**Exercise directions:**
Find the word "half" in the listing, and copy out each line where it turns up.

*** Opening of Provided data ***

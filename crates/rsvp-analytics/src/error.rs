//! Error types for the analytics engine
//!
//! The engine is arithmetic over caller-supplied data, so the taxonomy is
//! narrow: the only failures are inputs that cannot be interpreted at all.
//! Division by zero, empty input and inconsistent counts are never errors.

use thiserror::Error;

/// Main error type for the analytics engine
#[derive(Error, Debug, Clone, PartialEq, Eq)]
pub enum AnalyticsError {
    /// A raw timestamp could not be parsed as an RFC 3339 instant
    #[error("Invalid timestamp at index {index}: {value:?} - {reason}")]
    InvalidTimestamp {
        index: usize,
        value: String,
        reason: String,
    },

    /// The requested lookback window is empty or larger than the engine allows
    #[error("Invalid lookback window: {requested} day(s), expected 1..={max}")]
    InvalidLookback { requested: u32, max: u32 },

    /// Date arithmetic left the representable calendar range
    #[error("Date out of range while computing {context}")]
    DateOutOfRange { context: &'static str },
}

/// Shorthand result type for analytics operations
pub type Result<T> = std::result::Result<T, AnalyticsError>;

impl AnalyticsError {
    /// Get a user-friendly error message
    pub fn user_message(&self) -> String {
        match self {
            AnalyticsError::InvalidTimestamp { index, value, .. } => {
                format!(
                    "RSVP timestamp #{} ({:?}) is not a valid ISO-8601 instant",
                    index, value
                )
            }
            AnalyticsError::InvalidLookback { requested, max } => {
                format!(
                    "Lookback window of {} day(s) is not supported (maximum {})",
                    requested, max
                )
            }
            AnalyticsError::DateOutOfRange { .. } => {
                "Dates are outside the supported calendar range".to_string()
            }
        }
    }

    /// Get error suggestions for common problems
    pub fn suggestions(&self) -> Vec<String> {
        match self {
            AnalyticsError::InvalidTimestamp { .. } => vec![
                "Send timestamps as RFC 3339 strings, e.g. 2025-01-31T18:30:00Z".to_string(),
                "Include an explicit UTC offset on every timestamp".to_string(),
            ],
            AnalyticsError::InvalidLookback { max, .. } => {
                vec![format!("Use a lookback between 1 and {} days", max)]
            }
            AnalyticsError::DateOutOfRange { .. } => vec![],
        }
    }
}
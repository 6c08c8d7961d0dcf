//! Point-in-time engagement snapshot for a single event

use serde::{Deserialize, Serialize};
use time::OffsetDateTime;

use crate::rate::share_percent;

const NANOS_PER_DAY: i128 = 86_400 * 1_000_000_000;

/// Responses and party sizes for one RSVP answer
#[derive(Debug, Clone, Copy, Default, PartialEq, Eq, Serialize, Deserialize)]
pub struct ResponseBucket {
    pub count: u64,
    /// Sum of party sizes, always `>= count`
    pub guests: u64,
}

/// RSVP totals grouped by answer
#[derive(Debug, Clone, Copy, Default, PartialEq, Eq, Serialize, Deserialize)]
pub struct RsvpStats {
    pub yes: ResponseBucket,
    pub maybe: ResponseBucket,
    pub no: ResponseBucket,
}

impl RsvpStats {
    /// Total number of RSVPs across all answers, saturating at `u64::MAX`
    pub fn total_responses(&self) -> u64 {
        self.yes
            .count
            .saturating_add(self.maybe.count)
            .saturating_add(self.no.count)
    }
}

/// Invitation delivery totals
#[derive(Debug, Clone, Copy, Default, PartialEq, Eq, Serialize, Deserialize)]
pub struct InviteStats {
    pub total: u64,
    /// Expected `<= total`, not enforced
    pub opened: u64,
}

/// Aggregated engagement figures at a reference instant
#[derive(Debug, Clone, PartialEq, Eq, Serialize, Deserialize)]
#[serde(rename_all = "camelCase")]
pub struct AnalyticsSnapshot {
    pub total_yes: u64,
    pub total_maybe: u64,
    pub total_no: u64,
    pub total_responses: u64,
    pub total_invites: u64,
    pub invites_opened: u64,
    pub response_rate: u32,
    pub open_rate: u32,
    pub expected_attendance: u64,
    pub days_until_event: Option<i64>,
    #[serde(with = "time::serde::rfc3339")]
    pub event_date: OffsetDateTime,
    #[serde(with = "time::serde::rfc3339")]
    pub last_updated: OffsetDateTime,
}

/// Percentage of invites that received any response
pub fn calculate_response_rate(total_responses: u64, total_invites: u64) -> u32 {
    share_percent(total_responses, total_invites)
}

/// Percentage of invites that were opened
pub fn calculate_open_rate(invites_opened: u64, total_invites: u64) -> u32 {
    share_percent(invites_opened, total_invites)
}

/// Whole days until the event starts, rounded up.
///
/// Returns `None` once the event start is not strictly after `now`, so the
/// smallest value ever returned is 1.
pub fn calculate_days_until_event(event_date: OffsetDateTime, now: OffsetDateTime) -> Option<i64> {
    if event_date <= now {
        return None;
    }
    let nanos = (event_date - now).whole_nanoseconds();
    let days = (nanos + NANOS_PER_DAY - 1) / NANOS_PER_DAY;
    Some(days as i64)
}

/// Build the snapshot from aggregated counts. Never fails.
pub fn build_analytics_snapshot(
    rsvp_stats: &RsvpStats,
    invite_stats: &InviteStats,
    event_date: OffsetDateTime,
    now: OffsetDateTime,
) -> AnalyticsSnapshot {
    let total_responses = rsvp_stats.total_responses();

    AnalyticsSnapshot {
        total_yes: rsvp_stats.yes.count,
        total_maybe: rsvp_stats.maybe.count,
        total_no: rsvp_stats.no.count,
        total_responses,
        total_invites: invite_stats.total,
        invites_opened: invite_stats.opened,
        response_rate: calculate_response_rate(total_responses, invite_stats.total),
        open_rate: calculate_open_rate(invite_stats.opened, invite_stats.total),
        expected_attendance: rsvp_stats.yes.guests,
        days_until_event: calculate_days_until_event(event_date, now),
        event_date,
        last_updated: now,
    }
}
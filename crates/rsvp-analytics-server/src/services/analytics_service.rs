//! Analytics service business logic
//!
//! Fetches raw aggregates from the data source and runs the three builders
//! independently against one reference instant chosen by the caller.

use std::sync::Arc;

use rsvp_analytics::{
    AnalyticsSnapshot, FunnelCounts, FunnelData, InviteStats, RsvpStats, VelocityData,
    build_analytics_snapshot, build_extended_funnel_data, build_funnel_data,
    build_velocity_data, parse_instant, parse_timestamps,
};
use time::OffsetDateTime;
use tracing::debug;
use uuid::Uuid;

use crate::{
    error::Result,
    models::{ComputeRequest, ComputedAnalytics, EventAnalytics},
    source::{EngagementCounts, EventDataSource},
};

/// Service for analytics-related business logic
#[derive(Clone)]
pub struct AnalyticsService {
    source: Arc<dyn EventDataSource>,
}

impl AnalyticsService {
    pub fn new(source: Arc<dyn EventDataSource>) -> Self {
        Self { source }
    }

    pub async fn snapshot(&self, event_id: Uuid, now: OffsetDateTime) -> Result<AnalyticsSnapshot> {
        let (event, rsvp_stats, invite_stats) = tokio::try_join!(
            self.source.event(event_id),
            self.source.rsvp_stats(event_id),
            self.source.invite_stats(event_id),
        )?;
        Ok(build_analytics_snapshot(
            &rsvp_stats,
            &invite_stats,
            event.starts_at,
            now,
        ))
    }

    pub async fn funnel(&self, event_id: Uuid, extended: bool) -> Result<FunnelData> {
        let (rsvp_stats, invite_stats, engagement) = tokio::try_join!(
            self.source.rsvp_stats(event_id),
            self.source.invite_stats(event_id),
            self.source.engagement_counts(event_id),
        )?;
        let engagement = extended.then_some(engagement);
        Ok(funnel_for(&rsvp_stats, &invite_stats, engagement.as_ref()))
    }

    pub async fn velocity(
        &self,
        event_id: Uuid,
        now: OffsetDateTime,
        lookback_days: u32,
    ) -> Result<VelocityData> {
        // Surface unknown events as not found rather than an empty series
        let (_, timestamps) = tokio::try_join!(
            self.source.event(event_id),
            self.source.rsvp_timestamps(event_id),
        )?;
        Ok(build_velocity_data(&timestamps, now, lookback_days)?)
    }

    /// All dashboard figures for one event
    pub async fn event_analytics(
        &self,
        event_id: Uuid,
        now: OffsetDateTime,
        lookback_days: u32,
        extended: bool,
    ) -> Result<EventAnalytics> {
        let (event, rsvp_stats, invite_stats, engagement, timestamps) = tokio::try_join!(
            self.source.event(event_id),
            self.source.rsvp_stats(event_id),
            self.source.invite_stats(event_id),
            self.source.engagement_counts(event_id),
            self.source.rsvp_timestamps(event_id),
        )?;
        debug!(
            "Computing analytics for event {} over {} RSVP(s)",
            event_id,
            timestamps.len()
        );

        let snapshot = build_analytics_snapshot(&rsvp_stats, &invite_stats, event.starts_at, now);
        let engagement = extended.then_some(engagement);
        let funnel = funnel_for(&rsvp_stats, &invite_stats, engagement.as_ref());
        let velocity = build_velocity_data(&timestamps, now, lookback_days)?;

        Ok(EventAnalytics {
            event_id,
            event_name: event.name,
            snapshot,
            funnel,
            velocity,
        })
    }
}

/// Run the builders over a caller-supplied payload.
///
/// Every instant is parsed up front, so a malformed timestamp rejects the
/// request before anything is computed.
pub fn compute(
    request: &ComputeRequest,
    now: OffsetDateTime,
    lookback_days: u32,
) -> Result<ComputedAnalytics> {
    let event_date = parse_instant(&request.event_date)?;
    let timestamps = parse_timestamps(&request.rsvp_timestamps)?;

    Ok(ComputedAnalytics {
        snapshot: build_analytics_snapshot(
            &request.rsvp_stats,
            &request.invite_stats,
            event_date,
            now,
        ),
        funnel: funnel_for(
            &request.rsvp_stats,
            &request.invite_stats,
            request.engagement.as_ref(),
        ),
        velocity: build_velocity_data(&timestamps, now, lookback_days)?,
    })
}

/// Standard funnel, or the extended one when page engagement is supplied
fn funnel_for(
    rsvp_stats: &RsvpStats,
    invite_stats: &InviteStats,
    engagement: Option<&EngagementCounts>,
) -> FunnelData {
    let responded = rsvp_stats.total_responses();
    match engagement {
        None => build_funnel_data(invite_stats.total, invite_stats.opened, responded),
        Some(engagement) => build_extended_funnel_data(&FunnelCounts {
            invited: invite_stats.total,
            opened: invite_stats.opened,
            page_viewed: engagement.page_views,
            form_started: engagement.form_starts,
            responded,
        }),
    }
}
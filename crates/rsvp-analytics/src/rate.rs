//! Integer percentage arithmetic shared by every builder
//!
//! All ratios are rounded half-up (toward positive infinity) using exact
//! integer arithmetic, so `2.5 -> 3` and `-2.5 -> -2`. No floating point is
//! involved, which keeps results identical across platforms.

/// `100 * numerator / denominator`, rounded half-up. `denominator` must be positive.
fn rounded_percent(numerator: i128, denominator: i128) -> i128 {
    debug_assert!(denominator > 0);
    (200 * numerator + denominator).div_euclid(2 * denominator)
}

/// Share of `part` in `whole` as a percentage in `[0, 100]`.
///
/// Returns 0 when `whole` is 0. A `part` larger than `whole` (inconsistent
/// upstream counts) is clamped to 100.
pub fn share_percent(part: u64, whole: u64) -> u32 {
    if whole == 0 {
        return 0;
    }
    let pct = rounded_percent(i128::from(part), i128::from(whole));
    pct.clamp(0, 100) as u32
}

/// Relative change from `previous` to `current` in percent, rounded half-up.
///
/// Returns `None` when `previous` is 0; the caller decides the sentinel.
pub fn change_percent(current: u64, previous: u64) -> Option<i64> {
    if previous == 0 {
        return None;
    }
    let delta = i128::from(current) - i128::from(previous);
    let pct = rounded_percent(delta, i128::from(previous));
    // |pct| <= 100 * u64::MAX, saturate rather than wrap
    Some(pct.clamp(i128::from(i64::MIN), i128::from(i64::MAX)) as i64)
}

*** Close of Provided data ***

**Answer section:**
//! All ratios are rounded half-up (toward positive infinity) using exact
/// `100 * numerator / denominator`, rounded half-up. `denominator` must be positive.
/// Relative change from `previous` to `current` in percent, rounded half-up.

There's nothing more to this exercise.